## WORK TASK
Please copy exactly the lines from the top of the data through the line containing "textfile collector style).", and nothing else.

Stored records
★ ★ ★ ★

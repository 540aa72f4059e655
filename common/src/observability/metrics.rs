//! Prometheus metrics (Rust `prometheus` crate).
//!
//! One `MetricsContext` is intended per process. A capture run is a batch
//! job, so instead of a scrape endpoint the registry can be dumped to a file
//! in the text exposition format (node-exporter textfile collector style).

use anyhow::{Context, Result};
use prometheus::{Encoder, Histogram, HistogramOpts, IntCounter, Opts, Registry, TextEncoder};
use std::fs;
use std::path::Path;

/// Prometheus metrics registry + handles.
///
/// Thin wrapper so pipeline instrumentation is just counter increments and
/// histogram observations.
#[derive(Clone)]
pub struct MetricsContext {
    // ---
    registry: Registry,

    // Output counters
    pub packets_written_total: IntCounter,
    pub bytes_written_total: IntCounter,

    // Input counters
    pub samples_encoded_total: IntCounter,
    pub samples_dropped_total: IntCounter,

    // Stage durations (seconds)
    pub encode_seconds: Histogram,
    pub capture_write_seconds: Histogram,
}

impl MetricsContext {
    // ---
    /// Create a new registry and register the standard metrics.
    ///
    /// `process_name` is applied as a constant label (`process=<name>`).
    pub fn new(process_name: &str) -> Result<Self> {
        // ---
        let registry = Registry::new_custom(
            Some("rtp_pcap".into()),
            Some(prometheus::labels! { "process".to_string() => process_name.to_string() }),
        )?;

        let packets_written_total = IntCounter::with_opts(Opts::new(
            "rtp_packets_written_total",
            "Total RTP packets written to capture files",
        ))?;
        let bytes_written_total = IntCounter::with_opts(Opts::new(
            "rtp_bytes_written_total",
            "Total bytes written to capture files, headers included",
        ))?;
        let samples_encoded_total = IntCounter::with_opts(Opts::new(
            "samples_encoded_total",
            "Total PCM samples companded to mu-law",
        ))?;
        let samples_dropped_total = IntCounter::with_opts(Opts::new(
            "samples_dropped_total",
            "Trailing samples discarded because they did not fill a frame",
        ))?;

        let encode_seconds = Histogram::with_opts(HistogramOpts::new(
            "encode_seconds",
            "Waveform encode duration in seconds",
        ))?;
        let capture_write_seconds = Histogram::with_opts(HistogramOpts::new(
            "capture_write_seconds",
            "Duration of framing and writing all capture records in seconds",
        ))?;

        registry.register(Box::new(packets_written_total.clone()))?;
        registry.register(Box::new(bytes_written_total.clone()))?;
        registry.register(Box::new(samples_encoded_total.clone()))?;
        registry.register(Box::new(samples_dropped_total.clone()))?;
        registry.register(Box::new(encode_seconds.clone()))?;
        registry.register(Box::new(capture_write_seconds.clone()))?;

        Ok(Self {
            registry,
            packets_written_total,
            bytes_written_total,
            samples_encoded_total,
            samples_dropped_total,
            encode_seconds,
            capture_write_seconds,
        })
    }

    /// Gather metric families from this registry.
    pub fn gather(&self) -> Vec<prometheus::proto::MetricFamily> {
        // ---
        self.registry.gather()
    }

    /// Renders the registry in the Prometheus text exposition format.
    pub fn render(&self) -> Result<String> {
        // ---
        let encoder = TextEncoder::new();
        let mut buffer = Vec::new();
        encoder
            .encode(&self.registry.gather(), &mut buffer)
            .context("failed to encode metrics")?;

        String::from_utf8(buffer).context("metrics output is not valid UTF-8")
    }

    /// Writes the rendered metrics to `path`, replacing any existing file.
    pub fn write_textfile<P: AsRef<Path>>(&self, path: P) -> Result<()> {
        // ---
        let path = path.as_ref();
        let rendered = self.render()?;
        fs::write(path, rendered)
            .with_context(|| format!("failed to write metrics to {}", path.display()))
    }
}
//! Test utilities.
//!
//! Shared helpers for unit and integration tests:
//! - Consistent tracing-based logging initialization
//! - Constructors for an isolated flush host plus root zone pair
//!
//! # Example
//! ```
//! use zonal::test_utils::{init_test_logging, test_root};
//!
//! init_test_logging();
//! let (host, root) = test_root();
//! root.run(|| {
//!     // code scheduling into `host`
//! });
//! host.flush().expect("flush");
//! ```

use std::sync::{Arc, Once};

use crate::host::{FlushHost, HostConfig};
use crate::zone::Zone;

static INIT_LOGGING: Once = Once::new();

/// Initialize test logging with trace-level output.
///
/// Safe to call multiple times; only initializes once.
pub fn init_test_logging() {
    init_test_logging_with_level(tracing::Level::TRACE);
}

/// Initialize test logging with a custom level.
///
/// The first call wins; later calls are no-ops.
pub fn init_test_logging_with_level(level: tracing::Level) {
    INIT_LOGGING.call_once(|| {
        let _ = tracing_subscriber::fmt()
            .with_max_level(level)
            .with_test_writer()
            .with_target(true)
            .with_ansi(false)
            .try_init();
    });
}

/// Creates an isolated flush host and a root zone backed by it.
///
/// Every call returns a fresh pair, so parallel tests never share a
/// queue or an uncaught log.
#[must_use]
pub fn test_root() -> (Arc<FlushHost>, Zone) {
    test_root_with_config(HostConfig::new())
}

/// Creates an isolated flush host with an explicit configuration.
#[must_use]
pub fn test_root_with_config(config: HostConfig) -> (Arc<FlushHost>, Zone) {
    let host = Arc::new(FlushHost::with_config(config));
    let root = Zone::root_with_host(host.clone());
    (host, root)
}
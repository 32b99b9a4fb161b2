//! Zonal: zone-based context propagation and task interception.
//!
//! # Overview
//!
//! Zonal provides a rooted tree of execution contexts ("zones") that can
//! be forked with custom behavior hooks, intercept every asynchronous
//! operation scheduled by code running inside them, and re-associate the
//! originating context with each continuation, so nested asynchronous
//! chains stay observable and controllable by outer tooling.
//!
//! On top of the zone machinery sits a zone-aware deferred value: a
//! [`Promise`] whose continuation scheduling and uncaught-rejection
//! reporting are routed through the active zone's hooks rather than
//! handed directly to a host scheduler.
//!
//! # Core Guarantees
//!
//! - **Explicit context**: "current zone" is a call-stack shadow restored
//!   on every exit path, never an ambient mutable global
//! - **Monotonic task lifecycle**: created → scheduled → running →
//!   completed, with cancellation only before running; re-invoking a
//!   terminal task is a synchronous error
//! - **Chain termination**: every forwarded hook chain reaches a built-in
//!   terminal performing the host-level effect
//! - **One report per rejection**: an unhandled rejection is reported
//!   exactly once, with first-check-wins semantics
//! - **Deterministic testing**: the host is an explicit collaborator; the
//!   bundled [`FlushHost`] is a manually flushed queue
//!
//! # Module Structure
//!
//! - [`types`]: identifiers and the dynamic value model
//! - [`task`]: task records and their state machine
//! - [`zone`]: the context tree, fork specs, and the delegate chain
//! - [`host`]: the host trait and the flushable test queue
//! - [`promise`]: the zone-aware deferred value and its combinators
//! - [`error`]: error types and the uncaught-error report
//! - [`test_utils`]: shared test helpers
//!
//! # Example
//!
//! ```
//! use zonal::{Promise, Value, ZoneSpec};
//! use zonal::test_utils::test_root;
//!
//! let (host, root) = test_root();
//! let zone = root.fork(ZoneSpec::named("app"));
//!
//! let p = zone.run(|| {
//!     Promise::new(|r| r.resolve("ready")).then(|v| {
//!         assert_eq!(v, Value::str("ready"));
//!         Ok(Value::str("done"))
//!     })
//! });
//!
//! host.flush().expect("flush");
//! assert_eq!(p.result(), Some(Value::str("done")));
//! ```

#![forbid(unsafe_code)]
#![warn(missing_docs)]
#![warn(clippy::pedantic)]
#![allow(clippy::missing_panics_doc)]
#![allow(clippy::missing_errors_doc)]
#![allow(clippy::module_inception)]
#![allow(clippy::doc_markdown)]

pub mod error;
pub mod host;
pub mod promise;
pub mod task;
pub mod test_utils;
pub mod types;
pub mod zone;

pub use error::{Error, ErrorCategory, ErrorKind, HostError, UncaughtError, UncaughtSnapshot};
pub use host::{FlushHost, HostConfig, ZoneHost};
pub use promise::{Handler, Promise, PromiseStatus, Resolver};
pub use task::{Task, TaskCallback, TaskKind, TaskState};
pub use types::{ErrorValue, TaskId, Value, ZoneId};
pub use zone::{
    invoke_task, CancelForward, CancelHook, HandleErrorForward, HandleErrorHook, InvokeForward,
    InvokeHook, ScheduleForward, ScheduleHook, Zone, ZoneSpec,
};
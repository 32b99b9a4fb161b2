//! Core types shared across the crate.
//!
//! This module contains the identifier types and the dynamic value model:
//!
//! - [`ZoneId`], [`TaskId`]: diagnostic identifiers
//! - [`Value`], [`ErrorValue`]: the dynamic value model flowing through
//!   tasks and deferred values

pub mod id;
pub mod value;

pub use id::{TaskId, ZoneId};
pub use value::{ErrorValue, Value};
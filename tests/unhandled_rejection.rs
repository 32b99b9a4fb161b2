//! Uncaught-rejection reporting: timing, first-check-wins, hook
//! interception, and the report shape.

use std::sync::Arc;

use parking_lot::Mutex;

use zonal::test_utils::{init_test_logging, test_root};
use zonal::{ErrorValue, Promise, Value, ZoneSpec};

#[test]
fn rejection_with_no_handler_is_reported_once() {
    init_test_logging();
    let (host, root) = test_root();

    root.run(|| {
        let _p = Promise::rejected("boom");
    });

    host.flush().expect("flush");
    let reports = host.take_uncaught_reports();
    assert_eq!(reports.len(), 1);
    assert_eq!(reports[0].message, "Uncaught (in promise): boom");
    assert_eq!(reports[0].rejection, Some(Value::str("boom")));

    // The check never re-fires.
    host.flush().expect("flush");
    assert!(host.take_uncaught_reports().is_empty());
}

#[test]
fn report_appends_the_stack_when_the_reason_carries_one() {
    let (host, root) = test_root();

    root.run(|| {
        let reason = Value::Error(ErrorValue::new("exploded").with_stack("at main.rs:1"));
        let _p = Promise::rejected(reason);
    });

    host.flush().expect("flush");
    let reports = host.take_uncaught_reports();
    assert_eq!(reports.len(), 1);
    assert_eq!(
        reports[0].message,
        "Uncaught (in promise): exploded\nat main.rs:1"
    );
}

#[test]
fn handler_attached_before_the_check_suppresses_the_report() {
    let (host, root) = test_root();

    root.run(|| {
        let p = Promise::rejected("handled");
        let _ = p.catch(|_reason| Ok(Value::Unit));
    });

    host.flush().expect("flush");
    assert!(host.uncaught_reports().is_empty());
}

#[test]
fn handler_attached_after_the_check_does_not_retract_the_report() {
    let (host, root) = test_root();

    let p = root.run(|| Promise::rejected("too late"));
    host.flush().expect("flush");
    assert_eq!(host.uncaught_reports().len(), 1);

    let seen = Arc::new(Mutex::new(None));
    root.run(|| {
        let seen = Arc::clone(&seen);
        let _ = p.catch(move |reason| {
            *seen.lock() = Some(reason);
            Ok(Value::Unit)
        });
    });
    host.flush().expect("flush");

    // The late handler still runs, but the report stands.
    assert_eq!(*seen.lock(), Some(Value::str("too late")));
    assert_eq!(host.uncaught_reports().len(), 1);
}

#[test]
fn fulfillment_only_link_moves_the_report_downstream() {
    let (host, root) = test_root();

    let child = root.run(|| {
        // `then` forwards the rejection to its chained promise; the
        // report belongs to the end of the chain.
        Promise::rejected("passed along").then(|v| Ok(v))
    });

    host.flush().expect("flush");
    let reports = host.take_uncaught_reports();
    assert_eq!(reports.len(), 1);
    assert_eq!(reports[0].rejection, Some(Value::str("passed along")));
    assert_eq!(child.result(), Some(Value::str("passed along")));
}

#[test]
fn handle_error_hook_intercepts_the_report() {
    let (host, root) = test_root();
    let intercepted = Arc::new(Mutex::new(Vec::<String>::new()));

    let zone = root.fork(ZoneSpec::named("interceptor").on_handle_error({
        let intercepted = Arc::clone(&intercepted);
        move |_forward, _current, _target, error| {
            intercepted.lock().push(error.message.clone());
            // Handled here; never forwarded to the host sink.
            true
        }
    }));

    zone.run(|| {
        let _p = Promise::rejected("captured");
    });

    host.flush().expect("flush");
    assert_eq!(*intercepted.lock(), vec!["Uncaught (in promise): captured".to_owned()]);
    assert!(host.uncaught_reports().is_empty());
}

#[test]
fn handle_error_hook_can_observe_and_forward() {
    let (host, root) = test_root();
    let observed = Arc::new(Mutex::new(0usize));

    let zone = root.fork(ZoneSpec::named("observer").on_handle_error({
        let observed = Arc::clone(&observed);
        move |forward, current, _target, error| {
            *observed.lock() += 1;
            forward.handle_error(current, error)
        }
    }));

    zone.run(|| {
        let _p = Promise::rejected("passed through");
    });

    host.flush().expect("flush");
    assert_eq!(*observed.lock(), 1);
    assert_eq!(host.uncaught_reports().len(), 1);
}

#[test]
fn report_carries_the_rejection_zone() {
    let (host, root) = test_root();
    let zone = root.fork(ZoneSpec::named("origin"));

    zone.run(|| {
        let _p = Promise::rejected("where am I");
    });

    host.flush().expect("flush");
    let reports = host.take_uncaught_reports();
    assert_eq!(reports.len(), 1);
    let report_zone = reports[0].zone.as_ref().expect("zone recorded");
    assert_eq!(report_zone.name(), "origin");

    let snapshot = reports[0].snapshot();
    let json = serde_json::to_string(&snapshot).expect("serialize");
    assert!(json.contains("Uncaught (in promise): where am I"));
    assert!(json.contains("origin"));
}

★ ★ ★ ★

## RESULT FOR THIS TASK
repository 540aa72f4059e655
filename common/src/observability/metrics.rs
//! Prometheus metrics (Rust `prometheus` crate).
//!
//! One `MetricsContext` is intended per process. A capture run is a batch
//! job, so instead of a scrape endpoint the registry can be dumped to a file
//! in the text exposition format (node-exporter textfile collector style).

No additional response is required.